ABOUT THIS EXERCISE: If a line in the material below has the string "LocalSites", copy it out.

━━━ STORED DATA ━━━

//! Cluster node.
//!
//! Joins the command bus, answers `ping`, and serves the worker side of the site and
//! plugin, locale and maintenance jobs until interrupted. A broker that gives up on its subscription ends the
//! process with an error after the usual shutdown.
//!
//! Environment: the `CLUSTER_*` knobs, `CLUSTER_MEMBERS` (comma-separated member ids,
//! default this member only), `DATABASE_URL` for the tailing broker, and with the
//! `redis` feature `REDIS_URL` to use Redis pub/sub instead.

mod local;

use std::future::Future;
use std::sync::Arc;

use anyhow::Context;
use sqlx::postgres::PgPoolOptions;
use tokio::sync::mpsc;
use tracing::{info, warn};

use clustercmd_core::MemberId;
use clustercmd_events::{BrokerError, CommandBroker};
use clustercmd_infra::broker::{FatalErrorHandler, TailingCommandBroker, fatal_channel};
use clustercmd_infra::jobs::{
    register_locale_handlers, register_maintenance_handlers, register_plugin_handlers, register_site_handlers,
};
use clustercmd_infra::store::PostgresCappedStore;
use clustercmd_infra::{ClusterConfig, CommandService, Reply, StaticClusterRegistry, command_handler};

use local::{LocalLocales, LocalMaintenance, LocalPlugins, LocalSites};

/// The broker this node talks through.
enum Transport {
    Tailing(Arc<TailingCommandBroker<PostgresCappedStore>>),
    #[cfg(feature = "redis")]
    Redis(Arc<clustercmd_infra::broker::RedisCommandBroker>),
}

impl Transport {
    async fn connect(config: &ClusterConfig, on_fatal: FatalErrorHandler) -> anyhow::Result<Self> {
        if let Some(transport) = Self::redis(config, on_fatal.clone())? {
            return Ok(transport);
        }

        let database_url = std::env::var("DATABASE_URL").context("DATABASE_URL must be set")?;
        let pool = PgPoolOptions::new()
            .max_connections(5)
            .connect(&database_url)
            .await
            .context("connecting to postgres")?;

        let store = Arc::new(PostgresCappedStore::new(pool));
        Ok(Transport::Tailing(Arc::new(
            TailingCommandBroker::new(store, config.broker.clone()).with_fatal_handler(on_fatal),
        )))
    }

    #[cfg(feature = "redis")]
    fn redis(config: &ClusterConfig, on_fatal: FatalErrorHandler) -> anyhow::Result<Option<Self>> {
        let Ok(url) = std::env::var("REDIS_URL") else {
            return Ok(None);
        };
        let broker = clustercmd_infra::broker::RedisCommandBroker::new(url, config.broker.clone())?
            .with_fatal_handler(on_fatal);
        Ok(Some(Transport::Redis(Arc::new(broker))))
    }

    #[cfg(not(feature = "redis"))]
    fn redis(_config: &ClusterConfig, _on_fatal: FatalErrorHandler) -> anyhow::Result<Option<Self>> {
        Ok(None)
    }

    fn broker(&self) -> Arc<dyn CommandBroker> {
        match self {
            Transport::Tailing(b) => b.clone(),
            #[cfg(feature = "redis")]
            Transport::Redis(b) => b.clone(),
        }
    }

    /// Drop whatever is still queued for `me` once the node has left.
    async fn release(&self, me: &MemberId) {
        match self {
            Transport::Tailing(broker) => match broker.purge_channel(me.as_str()).await {
                Ok(purged) => info!(purged, "released member channel"),
                Err(e) => warn!(error = %e, "could not release member channel"),
            },
            #[cfg(feature = "redis")]
            Transport::Redis(_) => {}
        }
    }
}

fn cluster_members(me: &MemberId) -> anyhow::Result<Vec<MemberId>> {
    let raw = std::env::var("CLUSTER_MEMBERS").unwrap_or_default();
    let mut members = StaticClusterRegistry::parse_ids(&raw).context("parsing CLUSTER_MEMBERS")?;
    if members.is_empty() {
        members.push(me.clone());
    }
    Ok(members)
}

#[tokio::main]
async fn main() -> anyhow::Result<()> {
    clustercmd_observability::init();

    let config = ClusterConfig::from_env()?;
    let me = config.member_id()?;
    let members = cluster_members(&me)?;

    let (on_fatal, mut fatal) = fatal_channel();
    let transport = Transport::connect(&config, on_fatal).await?;
    let registry = Arc::new(StaticClusterRegistry::from_ids(members.clone()));
    let service = CommandService::new(
        me.clone(),
        transport.broker(),
        registry,
        config.command_timeout(),
    );

    service.register_for_type(
        "ping",
        command_handler(|service, command| async move {
            service
                .send_in_response_to(&command, Reply::new().with_field("pong", true))
                .await?;
            Ok(())
        }),
    );
    register_site_handlers(&service, Arc::new(LocalSites::default()));
    register_plugin_handlers(&service, Arc::new(LocalPlugins::default()));
    register_locale_handlers(&service, Arc::new(LocalLocales::default()));
    register_maintenance_handlers(&service, Arc::new(LocalMaintenance::default()));

    service.init().await.context("joining the command bus")?;
    info!(member = %me, members = members.len(), "node ready");

    let outcome = run_until_stopped(tokio::signal::ctrl_c(), &mut fatal).await;

    if let Err(e) = service.shutdown().await {
        warn!(error = %e, "command service shutdown failed");
    }
    transport.release(&me).await;
    outcome
}

/// Serve until `stop` resolves or a broker reports it can no longer deliver.
async fn run_until_stopped<F>(
    stop: F,
    fatal: &mut mpsc::UnboundedReceiver<BrokerError>,
) -> anyhow::Result<()>
where
    F: Future<Output = std::io::Result<()>>,
{
    tokio::select! {
        stopped = stop => {
            stopped.context("waiting for shutdown signal")?;
            info!("shutdown requested");
            Ok(())
        }
        Some(err) = fatal.recv() => {
            Err(anyhow::Error::new(err).context("command bus failed"))
        }
    }
}

#[cfg(test)]
mod tests {
    use std::time::Duration;

    use super::*;

    #[tokio::test]
    async fn fatal_broker_error_ends_the_run_with_an_error() {
        let (on_fatal, mut fatal) = fatal_channel();
        on_fatal(BrokerError::Store("connection reset".to_string()));

        let outcome = tokio::time::timeout(
            Duration::from_secs(1),
            run_until_stopped(std::future::pending(), &mut fatal),
        )
        .await
        .unwrap();

        let err = outcome.unwrap_err();
        assert!(format!("{err:#}").contains("connection reset"));
    }

    #[tokio::test]
    async fn stop_signal_ends_the_run_cleanly() {
        let (_on_fatal, mut fatal) = fatal_channel();
        run_until_stopped(async { Ok(()) }, &mut fatal).await.unwrap();
    }
}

━━━

TASK ANSWER:
use local::{LocalLocales, LocalMaintenance, LocalPlugins, LocalSites};
    register_site_handlers(&service, Arc::new(LocalSites::default()));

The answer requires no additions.